Home Insurance v. Manufacturers Hanover Trust Co.
This text of 203 A.D.2d 125 (Home Insurance v. Manufacturers Hanover Trust Co.) is published on Counsel Stack Legal Research, covering Appellate Division of the Supreme Court of the State of New York primary law. Counsel Stack provides free access to over 12 million legal documents including statutes, case law, regulations, and constitutions.
Opinion
Order, Supreme Court, New York County (Joan Lobis, J.), entered April 29, 1993, which, insofar as appealed from, granted plaintiffs motion for summary judgment as to liability on its cause of action for conversion, unanimously affirmed, with costs.

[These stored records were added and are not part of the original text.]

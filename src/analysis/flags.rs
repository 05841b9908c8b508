//! Leaf and inlinability flags (§4.2).

use crate::ir::{Context, Function, Opcode, Value};

/// A function is leaf iff it contains no `call`. It is inlinable iff it
/// never directly calls itself — indirect recursion is structurally
/// impossible in this language.
pub fn compute_leaf_and_inline_flags(func: &mut Function, ctx: &Context) {
    let mut has_call = false;
    let mut calls_self = false;
    for inst in func.insts.values() {
        if inst.opcode != Opcode::Call {
            continue;
        }
        has_call = true;
        for arg in inst.operands() {
            if let Value::Global(h) = arg {
                if ctx.global_name(h) == func.name {
                    calls_self = true;
                }
            }
        }
    }
    func.is_leaf = !has_call;
    func.is_inlinable = !calls_self;
}

#[cfg(test)]
mod tests {
    use super::*;
    use crate::ir::{BlockId, Instruction, PrimType};

    #[test]
    fn function_without_call_is_leaf() {
        let mut f = Function::new(BlockId(0), false, "f", PrimType::W);
        let ctx = Context::new();
        compute_leaf_and_inline_flags(&mut f, &ctx);
        assert!(f.is_leaf);
        assert!(f.is_inlinable);
    }

    #[test]
    fn direct_self_call_is_not_inlinable() {
        let mut f = Function::new(BlockId(0), false, "f", PrimType::W);
        let mut ctx = Context::new();
        let g = ctx.intern_global("f");
        let id = f.alloc_inst_id();
        f.insts.insert(id, Instruction::unary(Opcode::Call, PrimType::W, None, g));
        let start = f.start;
        f.block_mut(start).insts.push(id);
        compute_leaf_and_inline_flags(&mut f, &ctx);
        assert!(!f.is_leaf);
        assert!(!f.is_inlinable);
    }
}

The IAS Court correctly held that defendant’s acceptance of drafts for deposit without endorsements was commercially unreasonable as a matter of law (UCC 3-419 [1], [3]; see, Tonelli v Chase Manhattan Bank, 41 NY2d 667), and that the authority of plaintiffs agent to approve the drafts was no defense where, as here, the drafts contained no endorsements [126]*126whatsoever (compare, Rohrbacher v BancOhio Natl. Bank, 171 AD2d 533). Contrary to defendant’s argument first raised on appeal, plaintiff, as drawee of the drafts, has standing to assert a cause of action in conversion against defendant, the depositary bank (see, Millens v Kingston Trust Co., 118 Misc 2d 512).
We also agree with the IAS Court that UCC 4-207 (4) expressly applies only to a claim for breach of warranty, and should not be applied to a claim for conversion. Concur— Murphy, P. J., Sullivan, Carro, Rosenberger and Asch, JJ.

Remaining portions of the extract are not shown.